Law & Legal & Attorney Tax Law

Child Tax Laws

    Child Tax Credit

    • Families with dependent children may be eligible to receive a tax credit. To qualify for the credit, each child must be less than 17 years old, must be a biological, step, or adoptive child to the person claiming the credit, must be claimed as a dependent, and must be citizens of the United States, a U.S. national or a naturalized resident. In addition to those requirements, qualifying children must provide less than half of their own support and live with the parent claiming the credit more than half the year.

    Limitations of the Child Tax Credit

    • Full benefits of the child tax credit are only available to families who earn less than $110,000 each year. After that, the credit is steeply graduated so that families who earn $130,000 or more a year don't qualify. The maximum amount of the child tax credit varies by each year's tax laws, it is $1,000 per child as of 2010.

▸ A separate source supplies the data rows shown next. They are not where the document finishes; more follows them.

// Integration tests for the value pipeline.
//
// These drive the library end-to-end from the CSV fixtures: loading,
// aggregation, contract normalization, the cross-source merge, scoring and
// export.

use std::collections::HashSet;
use std::path::{Path, PathBuf};

use capvalue_core::config::{Config, DataPaths};
use capvalue_core::export;
use capvalue_core::pipeline::{run_from_paths, run_pipeline, PipelineError, PipelineOutput};
use capvalue_core::positions::PositionGroup;
use capvalue_core::record::{ContractType, PlayerSeason};
use capvalue_core::scoring::{top_bargains, top_overpaid, ScoredPlayerSeason};
use capvalue_core::sources::{load_sources, SourceError};

// ===========================================================================
// Test helpers
// ===========================================================================

fn fixtures() -> PathBuf {
    Path::new(env!("CARGO_MANIFEST_DIR")).join("tests/fixtures")
}

fn fixture(name: &str) -> String {
    fixtures().join(name).display().to_string()
}

fn fixture_paths() -> DataPaths {
    DataPaths {
        weekly: fixture("weekly_stats.csv"),
        contracts: fixture("contracts.csv"),
        players: fixture("players.csv"),
        snap_counts: Some(fixture("snap_counts.csv")),
        defense: Some(fixture("pfr_defense.csv")),
    }
}

fn fixture_config() -> Config {
    Config {
        data_paths: fixture_paths(),
        ..Config::default()
    }
}

fn run() -> PipelineOutput {
    run_from_paths(&fixture_config()).expect("pipeline should run on fixtures")
}

fn approx_eq(a: f64, b: f64, epsilon: f64) -> bool {
    (a - b).abs() < epsilon
}

fn merged<'a>(out: &'a PipelineOutput, id: &str) -> &'a PlayerSeason {
    out.merged
        .rows
        .iter()
        .find(|r| r.player_id == id && r.season == 2023)
        .unwrap_or_else(|| panic!("{id} missing from merged table"))
}

fn scored<'a>(out: &'a PipelineOutput, id: &str) -> Option<&'a ScoredPlayerSeason> {
    out.scored.rows.iter().find(|r| r.record.player_id == id)
}

// ===========================================================================
// End-to-end
// ===========================================================================

#[test]
fn scores_receivers_and_defensive_linemen() {
    let out = run();
    assert_eq!(
        out.scored.scored_groups,
        vec![PositionGroup::WideReceiver, PositionGroup::DefensiveLine]
    );
    assert_eq!(out.analysis_ready_rows, 10);
    assert_eq!(out.scored.len(), 10);
    assert_eq!(out.weights_version, "2024.1");

    // Output follows group order: receivers first, then linemen.
    let groups: Vec<PositionGroup> = out.scored.rows.iter().map(|r| r.pos_group()).collect();
    assert!(groups[..5].iter().all(|g| *g == PositionGroup::WideReceiver));
    assert!(groups[5..].iter().all(|g| *g == PositionGroup::DefensiveLine));
}

#[test]
fn merged_keys_are_unique() {
    let out = run();
    // Seven receivers from weekly stats plus five linemen from the
    // defensive table; the unmatched defender is dropped.
    assert_eq!(out.merged.len(), 12);
    let keys: HashSet<(String, i32)> = out
        .merged
        .rows
        .iter()
        .map(|r| (r.player_id.clone(), r.season))
        .collect();
    assert_eq!(keys.len(), out.merged.len());
}

#[test]
fn weekly_aggregation_skips_preseason_and_text_columns() {
    let out = run();
    let solid = merged(&out, "00-0000004");
    assert_eq!(solid.stat("receiving_yards"), Some(135.0));
    assert_eq!(solid.games_played, 2);

    // Postseason weeks count.
    let middle = merged(&out, "00-0000003");
    assert_eq!(middle.stat("receiving_yards"), Some(170.0));
    assert_eq!(middle.games_played, 3);

    assert!(out.merged.has_column("receiving_epa"));
    assert!(!out.merged.has_column("headshot_url"));
    let steal = merged(&out, "00-0000002");
    assert!(approx_eq(steal.stat("catch_rate").unwrap(), 85.0, 1e-9));
    assert_eq!(steal.player_name.as_deref(), Some("Bo Steal"));
}

#[test]
fn extension_governs_overlapping_season() {
    let out = run();
    let pricey = merged(&out, "00-0000001").contract.as_ref().unwrap();
    assert_eq!(pricey.year_signed, 2022);
    assert!(approx_eq(pricey.apy_cap_pct, 0.08, 1e-12));
    assert_eq!(pricey.contract_type, ContractType::Veteran);

    let steal = merged(&out, "00-0000002").contract.as_ref().unwrap();
    assert_eq!(steal.contract_type, ContractType::Rookie);
    assert_eq!(steal.contract_end_year, 2024);
}

#[test]
fn filters_unpaid_and_low_snap_players() {
    let out = run();
    let nopay = merged(&out, "00-0000006");
    assert!(!nopay.has_salary);
    assert!(nopay.meets_snap_threshold);
    assert!(scored(&out, "00-0000006").is_none());

    let bench = merged(&out, "00-0000007");
    assert!(bench.has_salary);
    assert_eq!(bench.total_snaps(), Some(44.0));
    assert!(!bench.meets_snap_threshold);
    assert!(scored(&out, "00-0000007").is_none());

    // Exactly on the threshold counts.
    assert_eq!(merged(&out, "00-0000012").total_snaps(), Some(100.0));
    assert!(scored(&out, "00-0000012").is_some());
}

#[test]
fn defensive_rows_fill_from_reference_table() {
    let out = run();
    let rush = merged(&out, "00-0000011");
    assert_eq!(rush.pos_group, PositionGroup::DefensiveLine);
    // First of the duplicate defensive rows wins.
    assert_eq!(rush.stat("def_sacks"), Some(14.0));
    assert_eq!(rush.games_played, 17);
    assert_eq!(rush.recent_team.as_deref(), Some("DAL"));

    let nose = merged(&out, "00-0000014");
    assert_eq!(nose.player_name.as_deref(), Some("Ka Nose"));
    assert_eq!(nose.position.as_deref(), Some("DT"));
    assert_eq!(nose.stat("def_ints"), Some(1.0));
}

#[test]
fn cheap_producer_is_top_bargain_and_expensive_laggard_most_overpaid() {
    let out = run();
    let best = top_bargains(&out.scored, Some(PositionGroup::WideReceiver), 1);
    assert_eq!(best[0].record.player_id, "00-0000002");
    let worst = top_overpaid(&out.scored, Some(PositionGroup::WideReceiver), 1);
    assert_eq!(worst[0].record.player_id, "00-0000001");
    assert_eq!(best[0].value_percentile, Some(100.0));
    assert_eq!(worst[0].value_percentile, Some(20.0));
}

#[test]
fn score_identities_hold() {
    let out = run();
    for r in &out.scored.rows {
        let v = r.value_score.unwrap();
        assert!(approx_eq(
            v,
            r.performance_zscore.unwrap() - r.salary_zscore.unwrap(),
            1e-12
        ));
        assert_eq!(r.is_bargain, v > 2.0);
        assert_eq!(r.is_overpaid, v < -2.0);
        let p = r.value_percentile.unwrap();
        assert!(p > 0.0 && p <= 100.0);
    }
}

#[test]
fn reruns_are_identical() {
    let config = fixture_config();
    let sources = load_sources(&config.data_paths).unwrap();
    let first = run_pipeline(&sources, &config).unwrap();
    let second = run_pipeline(&sources, &config).unwrap();
    assert_eq!(first.merged, second.merged);
    assert_eq!(first.scored, second.scored);

    let sequential = Config {
        scoring: capvalue_core::config::ScoringConfig {
            parallel: false,
            ..config.scoring.clone()
        },
        ..config.clone()
    };
    assert_eq!(run_pipeline(&sources, &sequential).unwrap().scored, first.scored);
}

// ===========================================================================
// Failure modes and optional sources
// ===========================================================================

#[test]
fn missing_optional_snap_file_empties_population() {
    let mut config = fixture_config();
    config.data_paths.snap_counts = Some(fixture("no_such_snaps.csv"));
    let err = run_from_paths(&config).unwrap_err();
    assert!(matches!(err, PipelineError::EmptyPopulation), "got {err:?}");
}

#[test]
fn missing_defense_source_drops_linemen() {
    let mut config = fixture_config();
    config.data_paths.defense = None;
    let out = run_from_paths(&config).unwrap();
    assert_eq!(out.merged.len(), 7);
    assert_eq!(out.scored.scored_groups, vec![PositionGroup::WideReceiver]);
    assert!(!out.merged.has_column("def_sacks"));
}

#[test]
fn missing_required_file_is_io_error() {
    let mut config = fixture_config();
    config.data_paths.weekly = fixture("no_such_weekly.csv");
    let err = run_from_paths(&config).unwrap_err();
    assert!(
        matches!(err, PipelineError::Source(SourceError::Io { .. })),
        "got {err:?}"
    );
}

#[test]
fn raised_group_floor_scores_nothing() {
    let mut config = fixture_config();
    config.scoring.min_group_size = 6;
    let out = run_from_paths(&config).unwrap();
    assert!(out.scored.scored_groups.is_empty());
    assert_eq!(out.scored.len(), 10);
    assert!(out
        .scored
        .rows
        .iter()
        .all(|r| r.value_score.is_none() && !r.is_bargain && !r.is_overpaid));
}

// ===========================================================================
// Export
// ===========================================================================

#[test]
fn exports_scored_csv_and_summary() {
    let out = run();
    let dir = tempfile::tempdir().unwrap();
    let csv_path = dir.path().join("value_scores.csv");
    export::write_scored_csv_file(&csv_path, &out.scored).unwrap();

    let mut rdr = csv::Reader::from_path(&csv_path).unwrap();
    let header = rdr.headers().unwrap().clone();
    assert!(header.iter().any(|h| h == "value_score"));
    assert!(header.iter().any(|h| h == "def_sacks"));
    assert_eq!(rdr.records().count(), 10);

    let summary = export::summarize(&out);
    assert_eq!(summary.scored_rows, 10);
    assert_eq!(summary.groups.len(), 2);
    let json_path = dir.path().join("summary.json");
    export::write_summary_json(&json_path, &summary).unwrap();
    let value: serde_json::Value =
        serde_json::from_str(&std::fs::read_to_string(&json_path).unwrap()).unwrap();
    assert_eq!(value["analysis_ready_rows"], 10);
}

    Additional Child Tax Credit

    • Child tax credits are refundable, so if child tax credits surpass the amount of income tax a family owes, families may receive the balance in the form of a tax refund. Although not many filers qualify for this refund, it's intended to provide relief to large, low-income families beyond tax credits.

    The "Kiddie Tax"

    • Well-heeled families once deferred some of their tax burden by placing investments under the children's names. Because children and dependents are taxed at a significantly reduced rate than that of adults, it provided a means to avoid paying the full tax on investment income. In the 1980s, the loophole was amended with the introduction of the "kiddie tax." By 2009, anyone up to the age of 18 (24 if he is a student) with investment income above a threshold is taxed at the same rate as his parents. The child's dividends and interest earnings may either be reported on his parents' return or through a calculation on IRS form 8015 attached to the child's return.